Humans have co-evolved with complex consortium of viruses, bacteria, fungi, and parasites that colonize mucosal surfaces, particularly the gastrointestinal tract, collectively referred to as the microbiota. In mammals, the microbiota can influence a number of physiologic processes, including development, metabolism, and immunological functions. Furthermore, changes in the composition of the microbiota have been associated with an increased susceptibility to a number of diseases, including obesity, asthma, and inflammatory bowel disease. Furthermore, numerous studies have demonstrated a correlation between microorganisms and cancer. Altered local microbiota compositions have been observed in various types of cancer, and specific pathogens, including Helicobacter pylori, Fusobacterium nucleatum, pks+ Escherichia coli, Epstein–Barr virus, and human papilloma viruses, have been linked to carcinogenesis. Additionally, the intestinal microbiota continues to be linked to the efficacy and toxicity of immunotherapies, including immune checkpoint inhibitors, Chimeric Antigen Receptor (CAR) T cell therapy, and allogeneic hematopoietic stem cell transplantation.

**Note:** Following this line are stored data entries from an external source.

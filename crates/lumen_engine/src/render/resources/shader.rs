//! Shader programs and the shader library
//!
//! Uniforms are addressed by string name, so a misspelled uniform is only
//! caught by the backend (or silently ignored by drivers that do so).

use std::collections::BTreeMap;
use std::rc::Rc;

use crate::foundation::math::{Mat4, Vec3, Vec4};
use crate::render::api::{ShaderDescriptor, ShaderId, SharedBackend, UniformValue};
use crate::render::{RenderError, RenderResult};

/// Linked shader program
#[derive(Debug)]
pub struct Shader {
    backend: SharedBackend,
    id: ShaderId,
    name: String,
    lit: bool,
}

impl Shader {
    /// Create a program from its stage sources
    pub fn new(backend: &SharedBackend, descriptor: &ShaderDescriptor) -> RenderResult<Self> {
        let id = backend.create_shader(descriptor)?;
        Ok(Self {
            backend: Rc::clone(backend),
            id,
            name: descriptor.name.clone(),
            lit: false,
        })
    }

    /// Mark the program as consuming the scene light arrays
    pub fn lit(mut self) -> Self {
        self.lit = true;
        self
    }

    /// Make the program current
    pub fn enable(&self) -> RenderResult<()> {
        self.backend.enable_shader(self.id)?;
        Ok(())
    }

    /// Set any uniform value
    pub fn set_uniform(&self, name: &str, value: UniformValue) -> RenderResult<()> {
        self.backend.set_uniform(self.id, name, &value)?;
        Ok(())
    }

    /// Set an `int` or sampler uniform
    pub fn set_int(&self, name: &str, value: i32) -> RenderResult<()> {
        self.set_uniform(name, UniformValue::Int(value))
    }

    /// Set an `int[]` or sampler array uniform
    pub fn set_int_array(&self, name: &str, values: &[i32]) -> RenderResult<()> {
        self.set_uniform(name, UniformValue::IntArray(values.to_vec()))
    }

    /// Set a `float` uniform
    pub fn set_float(&self, name: &str, value: f32) -> RenderResult<()> {
        self.set_uniform(name, UniformValue::Float(value))
    }

    /// Set a `vec3` uniform
    pub fn set_float3(&self, name: &str, value: Vec3) -> RenderResult<()> {
        self.set_uniform(name, UniformValue::Vec3(value))
    }

    /// Set a `vec4` uniform
    pub fn set_float4(&self, name: &str, value: Vec4) -> RenderResult<()> {
        self.set_uniform(name, UniformValue::Vec4(value))
    }

    /// Set a `mat4` uniform
    pub fn set_mat4(&self, name: &str, value: &Mat4) -> RenderResult<()> {
        self.set_uniform(name, UniformValue::Mat4(*value))
    }

    /// Backend handle
    pub fn id(&self) -> ShaderId {
        self.id
    }

    /// Library name
    pub fn name(&self) -> &str {
        &self.name
    }

    /// Whether the program reads the scene light arrays
    pub fn is_lit(&self) -> bool {
        self.lit
    }
}

impl Drop for Shader {
    fn drop(&mut self) {
        self.backend.delete_shader(self.id);
    }
}

/// Name → program map
///
/// Iteration order is by name, which keeps per-frame uniform uploads
/// deterministic.
#[derive(Debug, Default)]
pub struct ShaderLibrary {
    shaders: BTreeMap<String, Rc<Shader>>,
}

impl ShaderLibrary {
    /// Create an empty library
    pub fn new() -> Self {
        Self::default()
    }

    /// Add a program, replacing any program with the same name
    pub fn add(&mut self, shader: Shader) -> Rc<Shader> {
        let shader = Rc::new(shader);
        if self.shaders.insert(shader.name().to_string(), Rc::clone(&shader)).is_some() {
            log::warn!("Shader '{}' replaced in library", shader.name());
        }
        shader
    }

    /// Create a program from a descriptor and add it
    pub fn load(&mut self, backend: &SharedBackend, descriptor: &ShaderDescriptor) -> RenderResult<Rc<Shader>> {
        Ok(self.add(Shader::new(backend, descriptor)?))
    }

    /// Look up a program by name
    pub fn get(&self, name: &str) -> RenderResult<Rc<Shader>> {
        self.shaders
            .get(name)
            .cloned()
            .ok_or_else(|| RenderError::UnknownShader(name.to_string()))
    }

    /// Whether a program with this name exists
    pub fn exists(&self, name: &str) -> bool {
        self.shaders.contains_key(name)
    }

    /// All programs, ordered by name
    pub fn iter(&self) -> impl Iterator<Item = &Rc<Shader>> {
        self.shaders.values()
    }

    /// Programs that read the scene light arrays
    pub fn lit_shaders(&self) -> impl Iterator<Item = &Rc<Shader>> {
        self.shaders.values().filter(|s| s.is_lit())
    }

    /// Number of programs
    pub fn len(&self) -> usize {
        self.shaders.len()
    }

    /// Whether the library is empty
    pub fn is_empty(&self) -> bool {
        self.shaders.is_empty()
    }
}

#[cfg(test)]
mod tests {
    use super::*;
    use crate::render::api::HeadlessBackend;

    #[test]
    fn test_library_lookup() {
        let backend: SharedBackend = Rc::new(HeadlessBackend::new());
        let mut library = ShaderLibrary::new();
        library.load(&backend, &ShaderDescriptor::named("Flat")).unwrap();

        assert!(library.exists("Flat"));
        assert_eq!(library.get("Flat").unwrap().name(), "Flat");
        assert!(matches!(library.get("Missing"), Err(RenderError::UnknownShader(_))));
    }

    #[test]
    fn test_uniforms_reach_backend() {
        let headless = Rc::new(HeadlessBackend::new());
        let backend: SharedBackend = headless.clone();
        let shader = Shader::new(&backend, &ShaderDescriptor::named("Flat")).unwrap();

        shader.set_float("u_Exposure", 1.5).unwrap();
        assert_eq!(headless.uniform("Flat", "u_Exposure"), Some(UniformValue::Float(1.5)));
    }

    #[test]
    fn test_lit_filter() {
        let backend: SharedBackend = Rc::new(HeadlessBackend::new());
        let mut library = ShaderLibrary::new();
        library.add(Shader::new(&backend, &ShaderDescriptor::named("Flat")).unwrap());
        library.add(Shader::new(&backend, &ShaderDescriptor::named("PBR")).unwrap().lit());

        let lit: Vec<&str> = library.lit_shaders().map(|s| s.name()).collect();
        assert_eq!(lit, vec!["PBR"]);
        assert_eq!(library.len(), 2);
    }
}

At the Division of Microbiome and Cancer, we use both well-established and cutting-edge wet-lab techniques, a state-of-the-art germ-free mouse facility, and novel bioinformatics tools to uncover the relationships between the mammalian host, immune system, and the microbiome. We are elucidating the roles of these factors in carcinogenesis and immunotherapy efficacy while discovering predictive biomarkers for cancers and treatment outcome.

Using translational research approaches we aim to model microbiota perturbations associated with cancer (including breast, brain, colorectal, and pancreatic cancer) in pre-clinical mouse models to understand the mechanisms of microbiota-host cross-talk in these disorders. We investigate how diet or antibiotic-induced microbial dysbiosis affects carcinogenesis in mouse models and study the role of selected microbial isolates, communities of microbes, and microbiota-derived metabolites to understand the molecular mechanisms. We use a variety of well-established and novel bioinformatics tools and software to explore and integrate the wealth of nucleic acid, protein, and metabolite data generated from wet-lab experiments or clinical samples. Advanced computational strategies to integrate metagenomic, transcriptomic, and proteomic data are essential to fully understand and the complexity of host-microbiome interactions in the context of cancer.